YOUR GOAL ▸
Nothing in the records should be altered; retype them all exactly.

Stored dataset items
══════════════════════════════
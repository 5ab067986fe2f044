use super::*;
use std::path::Path;

#[test]
fn resolves_simple_relative_path() {
    let root = Path::new("/workspace");
    let resolved = resolve(root, "tasks/abc.md").unwrap();
    assert_eq!(resolved, Path::new("/workspace/tasks/abc.md"));
}

#[test]
fn rejects_parent_dir_traversal() {
    let root = Path::new("/workspace");
    assert!(resolve(root, "../etc/passwd").is_err());
    assert!(resolve(root, "tasks/../../etc/passwd").is_err());
}

#[test]
fn rejects_absolute_path() {
    let root = Path::new("/workspace");
    assert!(resolve(root, "/etc/passwd").is_err());
}

#[test]
fn rejects_empty_path() {
    let root = Path::new("/workspace");
    assert!(resolve(root, "").is_err());
}

#[test]
fn curdir_components_are_ignored() {
    let root = Path::new("/workspace");
    let resolved = resolve(root, "./tasks/./abc.md").unwrap();
    assert_eq!(resolved, Path::new("/workspace/tasks/abc.md"));
}

#[test]
fn lock_path_appends_suffix() {
    let target = Path::new("/workspace/tasks/abc.md");
    assert_eq!(lock_path(target), Path::new("/workspace/tasks/abc.md.lock"));
}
══════════════════════════════
WRITTEN RESPONSE ▸
repository 5ab067986fe2f044
use super::*;
use std::path::Path;

#[test]
fn resolves_simple_relative_path() {
    let root = Path::new("/workspace");
    let resolved = resolve(root, "tasks/abc.md").unwrap();
    assert_eq!(resolved, Path::new("/workspace/tasks/abc.md"));
}

#[test]
fn rejects_parent_dir_traversal() {
    let root = Path::new("/workspace");
    assert!(resolve(root, "../etc/passwd").is_err());
    assert!(resolve(root, "tasks/../../etc/passwd").is_err());
}

#[test]
fn rejects_absolute_path() {
    let root = Path::new("/workspace");
    assert!(resolve(root, "/etc/passwd").is_err());
}

#[test]
fn rejects_empty_path() {
    let root = Path::new("/workspace");
    assert!(resolve(root, "").is_err());
}

#[test]
fn curdir_components_are_ignored() {
    let root = Path::new("/workspace");
    let resolved = resolve(root, "./tasks/./abc.md").unwrap();
    assert_eq!(resolved, Path::new("/workspace/tasks/abc.md"));
}

#[test]
fn lock_path_appends_suffix() {
    let target = Path::new("/workspace/tasks/abc.md");
    assert_eq!(lock_path(target), Path::new("/workspace/tasks/abc.md.lock"));
}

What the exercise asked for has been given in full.